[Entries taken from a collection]
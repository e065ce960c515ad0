use std::io::{self, Read};
use std::os::fd::{AsRawFd, RawFd};
use std::thread::{self, JoinHandle};

use super::decode::{decode_input, KeyDecoding};
use super::shutdown::ShutdownHandle;
use super::{Event, EventSender};

const READ_BUF: usize = 256;

enum Readiness {
    Input,
    Shutdown,
}

/// Spawns the input producer: one blocking read per wakeup, decoded into a
/// single event.
pub fn spawn_input_producer<R>(
    input: R,
    decoding: KeyDecoding,
    events: EventSender,
    shutdown: ShutdownHandle,
) -> io::Result<JoinHandle<()>>
where
    R: Read + AsRawFd + Send + 'static,
{
    thread::Builder::new()
        .name("rawterm-input".to_string())
        .spawn(move || run_input(input, decoding, events, shutdown))
}

fn run_input<R: Read + AsRawFd>(
    mut input: R,
    decoding: KeyDecoding,
    events: EventSender,
    shutdown: ShutdownHandle,
) {
    let mut buf = [0u8; READ_BUF];
    loop {
        match wait_readable(input.as_raw_fd(), shutdown.wake_fd()) {
            Ok(Readiness::Input) => {}
            Ok(Readiness::Shutdown) => break,
            Err(err) if err.kind() == io::ErrorKind::Interrupted => continue,
            Err(err) => {
                tracing::error!(error = %err, "polling input failed");
                events.send(Event::InputFailed(err.to_string()));
                break;
            }
        }

        let n = match input.read(&mut buf) {
            Ok(0) => {
                tracing::info!("input closed");
                events.send(Event::InputClosed);
                break;
            }
            Ok(n) => n,
            Err(err)
                if matches!(
                    err.kind(),
                    io::ErrorKind::Interrupted | io::ErrorKind::WouldBlock
                ) =>
            {
                continue
            }
            Err(err) => {
                tracing::error!(error = %err, "reading input failed");
                events.send(Event::InputFailed(err.to_string()));
                break;
            }
        };

        let Some(event) = decode_input(&buf[..n], decoding) else {
            continue;
        };
        if !events.send(event) {
            break;
        }
    }
    tracing::debug!("input producer stopped");
}

/// Blocks until either the input or the shutdown pipe is readable. Shutdown
/// wins when both are.
fn wait_readable(input_fd: RawFd, wake_fd: RawFd) -> io::Result<Readiness> {
    loop {
        let mut fds = [
            libc::pollfd {
                fd: input_fd,
                events: libc::POLLIN,
                revents: 0,
            },
            libc::pollfd {
                fd: wake_fd,
                events: libc::POLLIN,
                revents: 0,
            },
        ];
        // SAFETY: fds is a valid array of pollfd for the duration of the call.
        let rc = unsafe { libc::poll(fds.as_mut_ptr(), fds.len() as libc::nfds_t, -1) };
        if rc < 0 {
            return Err(io::Error::last_os_error());
        }
        if fds[1].revents != 0 {
            return Ok(Readiness::Shutdown);
        }
        if fds[0].revents != 0 {
            return Ok(Readiness::Input);
        }
    }
}
use std::sync::Arc;

use tokio::sync::watch;

use crate::api::models::ConversationId;
use crate::directory::Directory;
use crate::stream::MessageLog;

/// Generic failure text shown to the user; the precise cause only goes to the log.
pub const SEND_FAILED_NOTICE: &str = "Message failed to send. Please try again.";

#[derive(Debug, Clone, PartialEq, Eq, Default)]
pub enum ActiveConversation {
    /// Nothing selected yet; the next submit creates a conversation.
    #[default]
    NewChat,
    Selected(ConversationId),
}

impl ActiveConversation {
    pub fn id(&self) -> Option<&ConversationId> {
        match self {
            ActiveConversation::NewChat => None,
            ActiveConversation::Selected(id) => Some(id),
        }
    }
}

#[derive(Debug, Clone, Copy, PartialEq, Eq)]
pub enum Settlement {
    Success,
    /// Reply trigger failed and the user message was retracted.
    RolledBack,
    Failed,
}

#[derive(Debug, Clone, Copy, PartialEq, Eq, Default)]
pub enum SendPhase {
    #[default]
    Idle,
    Sending,
    AwaitingConversationCreate,
    MessagePersisted,
    AwaitingReply,
    Settled(Settlement),
}

impl SendPhase {
    pub fn in_flight(self) -> bool {
        !matches!(self, SendPhase::Idle | SendPhase::Settled(_))
    }
}

/// Everything one open chat session shows. Mutated only through the
/// transitions below.
#[derive(Debug, Clone, Default)]
pub struct ChatState {
    pub active: ActiveConversation,
    pub input: String,
    pub directory: Directory,
    pub stream: MessageLog,
    pub phase: SendPhase,
    pub reply_pending: bool,
    /// Bumped once per surfaced send failure.
    pub failures: u64,
    pub notice: Option<&'static str>,
}

impl ChatState {
    pub fn is_sending(&self) -> bool {
        self.phase.in_flight()
    }

    pub fn select(&mut self, id: &ConversationId) -> bool {
        if self.active.id() == Some(id) {
            return false;
        }
        self.active = ActiveConversation::Selected(id.clone());
        self.stream.reset(Some(id.clone()));
        true
    }

    pub fn start_new_chat(&mut self) -> bool {
        self.active = ActiveConversation::NewChat;
        self.stream.reset(None);
        self.input.clear();
        self.reply_pending = false;
        true
    }

    pub fn set_input(&mut self, text: &str) -> bool {
        if self.input == text {
            return false;
        }
        self.input = text.to_string();
        true
    }

    pub fn begin_send(&mut self) -> Option<ActiveConversation> {
        if self.is_sending() {
            return None;
        }
        self.phase = SendPhase::Sending;
        self.notice = None;
        Some(self.active.clone())
    }

    pub fn enter(&mut self, phase: SendPhase) -> bool {
        self.phase = phase;
        true
    }

    pub fn clear_input(&mut self) -> bool {
        self.input.clear();
        true
    }

    pub fn raise_reply_pending(&mut self) -> bool {
        self.phase = SendPhase::AwaitingReply;
        self.reply_pending = true;
        true
    }

    pub fn settle(&mut self, settlement: Settlement) -> bool {
        self.phase = SendPhase::Settled(settlement);
        self.reply_pending = false;
        if settlement != Settlement::Success {
            self.failures += 1;
            self.notice = Some(SEND_FAILED_NOTICE);
        }
        true
    }
}

/// The single state instance of a controller, published to observers on
/// every change.
#[derive(Debug, Clone)]
pub struct SharedState(Arc<watch::Sender<ChatState>>);

impl Default for SharedState {
    fn default() -> Self {
        Self::new()
    }
}

impl SharedState {
    pub fn new() -> Self {
        let (tx, _rx) = watch::channel(ChatState::default());
        Self(Arc::new(tx))
    }

    pub fn watch(&self) -> watch::Receiver<ChatState> {
        self.0.subscribe()
    }

    pub fn snapshot(&self) -> ChatState {
        self.0.borrow().clone()
    }

    pub fn read<R>(&self, f: impl FnOnce(&ChatState) -> R) -> R {
        f(&self.0.borrow())
    }

    /// Applies a transition; observers are woken only if it reports a change.
    pub fn transition(&self, f: impl FnOnce(&mut ChatState) -> bool) -> bool {
        self.0.send_if_modified(f)
    }

    /// Takes the in-flight lock, handing back the conversation the send targets.
    pub fn begin_send(&self) -> Option<ActiveConversation> {
        let mut target = None;
        self.0.send_if_modified(|state| {
            target = state.begin_send();
            target.is_some()
        });
        target
    }
}

#[cfg(test)]
mod tests {
    use super::*;

    #[test]
    fn begin_send_is_exclusive_until_settled() {
        let mut state = ChatState::default();
        assert_eq!(state.begin_send(), Some(ActiveConversation::NewChat));
        assert_eq!(state.begin_send(), None);

        state.raise_reply_pending();
        assert!(state.reply_pending);
        state.settle(Settlement::Success);
        assert!(!state.reply_pending);
        assert_eq!(state.failures, 0);
        assert!(state.begin_send().is_some());
    }

    #[test]
    fn failed_settlement_surfaces_one_generic_notice() {
        let mut state = ChatState::default();
        state.begin_send();
        state.raise_reply_pending();
        state.settle(Settlement::RolledBack);
        assert_eq!(state.phase, SendPhase::Settled(Settlement::RolledBack));
        assert!(!state.reply_pending);
        assert_eq!(state.failures, 1);
        assert_eq!(state.notice, Some(SEND_FAILED_NOTICE));

        state.begin_send();
        assert_eq!(state.notice, None);
    }

    #[test]
    fn selecting_the_active_conversation_is_a_no_op() {
        let mut state = ChatState::default();
        let id = ConversationId::new("c-1");
        assert!(state.select(&id));
        assert!(!state.select(&id));
        assert_eq!(state.stream.conversation(), Some(&id));
    }

    #[test]
    fn new_chat_clears_stream_input_and_indicator() {
        let mut state = ChatState::default();
        state.select(&ConversationId::new("c-1"));
        state.set_input("draft");
        state.reply_pending = true;

        state.start_new_chat();

        assert_eq!(state.active, ActiveConversation::NewChat);
        assert!(state.stream.conversation().is_none());
        assert!(state.stream.messages().is_empty());
        assert!(state.input.is_empty());
        assert!(!state.reply_pending);
    }

    #[tokio::test]
    async fn rejected_begin_send_does_not_wake_observers() {
        let shared = SharedState::new();
        let mut rx = shared.watch();
        assert!(shared.begin_send().is_some());
        assert!(rx.has_changed().expect("sender alive"));
        rx.borrow_and_update();

        assert!(shared.begin_send().is_none());
        assert!(!rx.has_changed().expect("sender alive"));
    }
}
use std::sync::{Arc, Mutex, MutexGuard, PoisonError};

use log::debug;

use crate::api::DataBackend;
use crate::api::events;
use crate::api::models::{ConversationId, Message};
use crate::state::{ActiveConversation, SharedState};
use crate::utils::{TaskGuard, spawn_guarded};

/// Messages of the active conversation, oldest first, exactly as last pushed.
#[derive(Debug, Clone, Default, PartialEq, Eq)]
pub struct MessageLog {
    conversation: Option<ConversationId>,
    messages: Vec<Message>,
}

impl MessageLog {
    pub fn conversation(&self) -> Option<&ConversationId> {
        self.conversation.as_ref()
    }

    pub fn messages(&self) -> &[Message] {
        &self.messages
    }

    pub fn is_empty(&self) -> bool {
        self.messages.is_empty()
    }

    /// Tears the log down for a new target; it is rebuilt by the next push.
    pub fn reset(&mut self, conversation: Option<ConversationId>) {
        self.conversation = conversation;
        self.messages.clear();
    }

    /// Wholesale replace. Pushes for any other conversation are stale and dropped.
    pub fn replace(&mut self, conversation: &ConversationId, snapshot: Vec<Message>) -> bool {
        if self.conversation.as_ref() != Some(conversation) {
            return false;
        }
        self.messages = snapshot;
        true
    }
}

/// Owns the per-conversation message subscription.
pub struct MessageStream<B> {
    backend: Arc<B>,
    state: SharedState,
    feed: Arc<Mutex<Option<TaskGuard>>>,
}

impl<B> Clone for MessageStream<B> {
    fn clone(&self) -> Self {
        Self {
            backend: self.backend.clone(),
            state: self.state.clone(),
            feed: self.feed.clone(),
        }
    }
}

impl<B: DataBackend> MessageStream<B> {
    pub fn new(backend: Arc<B>, state: SharedState) -> Self {
        Self {
            backend,
            state,
            feed: Arc::new(Mutex::new(None)),
        }
    }

    fn feed(&self) -> MutexGuard<'_, Option<TaskGuard>> {
        self.feed.lock().unwrap_or_else(PoisonError::into_inner)
    }

    /// Drops the current subscription and, for a real conversation, opens a
    /// fresh one. Does not touch any in-flight send.
    pub fn retarget(&self, active: &ActiveConversation) {
        let next = active.id().map(|id| {
            debug!("opening message subscription for {id}");
            spawn_guarded(pump(self.backend.clone(), self.state.clone(), id.clone()))
        });
        let previous = std::mem::replace(&mut *self.feed(), next);
        drop(previous);
    }

    pub fn is_attached(&self) -> bool {
        self.feed().as_ref().is_some_and(|task| !task.is_finished())
    }

    pub fn detach(&self) {
        self.feed().take();
    }
}

async fn pump<B: DataBackend>(backend: Arc<B>, state: SharedState, conversation: ConversationId) {
    events::follow(
        "messages",
        || backend.subscribe_messages(&conversation),
        |snapshot| {
            if !state.transition(|s| s.stream.replace(&conversation, snapshot)) {
                debug!("dropped stale message push for {conversation}");
            }
        },
    )
    .await;
}

#[cfg(test)]
mod tests {
    use chrono::{TimeZone, Utc};

    use super::*;
    use crate::api::models::{MessageId, Sender};

    fn message(id: &str, conversation: &str, content: &str) -> Message {
        Message {
            id: MessageId::new(id),
            conversation_id: ConversationId::new(conversation),
            sender: Sender::User,
            content: content.into(),
            created_at: Utc.with_ymd_and_hms(2024, 5, 1, 10, 0, 0).unwrap(),
        }
    }

    #[test]
    fn pushes_for_other_conversations_are_ignored() {
        let mut log = MessageLog::default();
        let active = ConversationId::new("c-2");
        log.reset(Some(active.clone()));

        assert!(!log.replace(&ConversationId::new("c-1"), vec![message("m-1", "c-1", "old")]));
        assert!(log.is_empty());

        assert!(log.replace(&active, vec![message("m-2", "c-2", "new")]));
        assert_eq!(log.messages().len(), 1);
    }

    #[test]
    fn replace_drops_rows_missing_from_the_push() {
        let mut log = MessageLog::default();
        let id = ConversationId::new("c-1");
        log.reset(Some(id.clone()));
        log.replace(&id, vec![message("m-1", "c-1", "a"), message("m-2", "c-1", "b")]);
        log.replace(&id, vec![message("m-1", "c-1", "a")]);

        let ids: Vec<&str> = log.messages().iter().map(|m| m.id.as_str()).collect();
        assert_eq!(ids, vec!["m-1"]);
    }

    #[test]
    fn sentinel_has_no_conversation() {
        let mut log = MessageLog::default();
        log.reset(Some(ConversationId::new("c-1")));
        log.reset(None);
        assert!(log.conversation().is_none());
        assert!(!log.replace(&ConversationId::new("c-1"), Vec::new()));
    }
}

DIRECTIONS:
Return a copy of each line in the records above that has "continue" in it.

ANSWER FOR THIS EXERCISE:
            Err(err) if err.kind() == io::ErrorKind::Interrupted => continue,
                continue
            continue;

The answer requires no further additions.